Materials and Methods: This was an institutional cross sectional study, conducted between February 2014 to January 2015. A total of 300 babies within 48 hours of life, born to a healthy mother were enrolled in this study. All term neonates satisfying the inclusion criteria were examined thoroughly in daylight to detect the morphology of skin lesions and findings were recorded.
Results: The most common lesion seen was Mongolian spot (38.0%) followed by Milia (27.7%), Miliaria rubra (7.0%), Epstein pearls (7.0%), Erythema toxicum neonatorum (5.0%), Miliaria crystallina (4.7%), Scaling (4.0%), Acne neonatorum (3.0%), Cutis marmorata (2.0%), Miliaria pustulosa (1.0%), Acrocyanosis (0.3%), Impetigo contagiosum (0.3%), Vernix caseosa (0.3%), Cradle cap (0.3%). There were 224(74.67%) and 39(13.0%) babies with one and two lesions respectively.
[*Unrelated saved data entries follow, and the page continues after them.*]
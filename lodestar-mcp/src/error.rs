//! MCP-specific error types.
//!
//! These are protocol faults answered with a JSON-RPC error object. Failures
//! of the research operations themselves never surface here; they travel
//! inside the result envelope instead.

/// Errors that can occur while serving MCP requests.
#[derive(Debug, thiserror::Error)]
pub enum McpError {
    #[error("JSON-RPC parse error: {message}")]
    ParseError { message: String },

    #[error("Invalid request: {message}")]
    InvalidRequest { message: String },

    #[error("Method not found: {method}")]
    MethodNotFound { method: String },

    #[error("Invalid parameters: {message}")]
    InvalidParams { message: String },

    #[error("Internal error: {message}")]
    InternalError { message: String },

    #[error("Resource not found: {uri}")]
    ResourceNotFound { uri: String },

    #[error("Transport error: {message}")]
    TransportError { message: String },

    #[error("Server not initialized")]
    NotInitialized,

    #[error("IO error: {0}")]
    Io(#[from] std::io::Error),

    #[error("JSON error: {0}")]
    Json(#[from] serde_json::Error),
}

impl McpError {
    /// Convert to a JSON-RPC error code.
    pub fn error_code(&self) -> i64 {
        match self {
            McpError::ParseError { .. } | McpError::Json(_) => -32700,
            McpError::InvalidRequest { .. } => -32600,
            McpError::MethodNotFound { .. } => -32601,
            McpError::InvalidParams { .. } => -32602,
            McpError::InternalError { .. } | McpError::Io(_) => -32603,
            McpError::ResourceNotFound { .. } => -32001,
            McpError::TransportError { .. } => -32002,
            McpError::NotInitialized => -32003,
        }
    }

    pub(crate) fn internal(err: impl std::fmt::Display) -> Self {
        McpError::InternalError {
            message: err.to_string(),
        }
    }
}

#[cfg(test)]
mod tests {
    use super::*;

    #[test]
    fn test_error_codes() {
        let cases = [
            (McpError::ParseError { message: "x".into() }, -32700),
            (McpError::InvalidRequest { message: "x".into() }, -32600),
            (McpError::MethodNotFound { method: "x".into() }, -32601),
            (McpError::InvalidParams { message: "x".into() }, -32602),
            (McpError::InternalError { message: "x".into() }, -32603),
            (McpError::ResourceNotFound { uri: "research://".into() }, -32001),
            (McpError::TransportError { message: "x".into() }, -32002),
            (McpError::NotInitialized, -32003),
        ];
        for (err, code) in cases {
            assert_eq!(err.error_code(), code, "{err}");
        }
    }

    #[test]
    fn test_unknown_research_uri_is_resource_not_found() {
        let err = McpError::ResourceNotFound {
            uri: "file:///etc/hosts".into(),
        };
        assert_eq!(err.to_string(), "Resource not found: file:///etc/hosts");
        assert_eq!(err.error_code(), -32001);
    }

    #[test]
    fn test_malformed_params_map_to_parse_code() {
        let bad = serde_json::from_str::<crate::protocol::CallToolParams>("{\"name\": 5}")
            .unwrap_err();
        let err = McpError::from(bad);
        assert!(err.to_string().starts_with("JSON error"));
        assert_eq!(err.error_code(), -32700);
        assert_eq!(McpError::internal("relay closed").error_code(), -32603);
    }
}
The babies without any lesions were 37(12.33%).
Conclusion: Mongolian spots to be the commonest skin lesion observed in newborns irrespective of gender, gestational age, consanguinity, parity, type of delivery and socioeconomic status. The physiological lesions were more prevalent in newborns compared to pathological lesions.
Neonate, Dermatoses, Mongolian spot, Milia.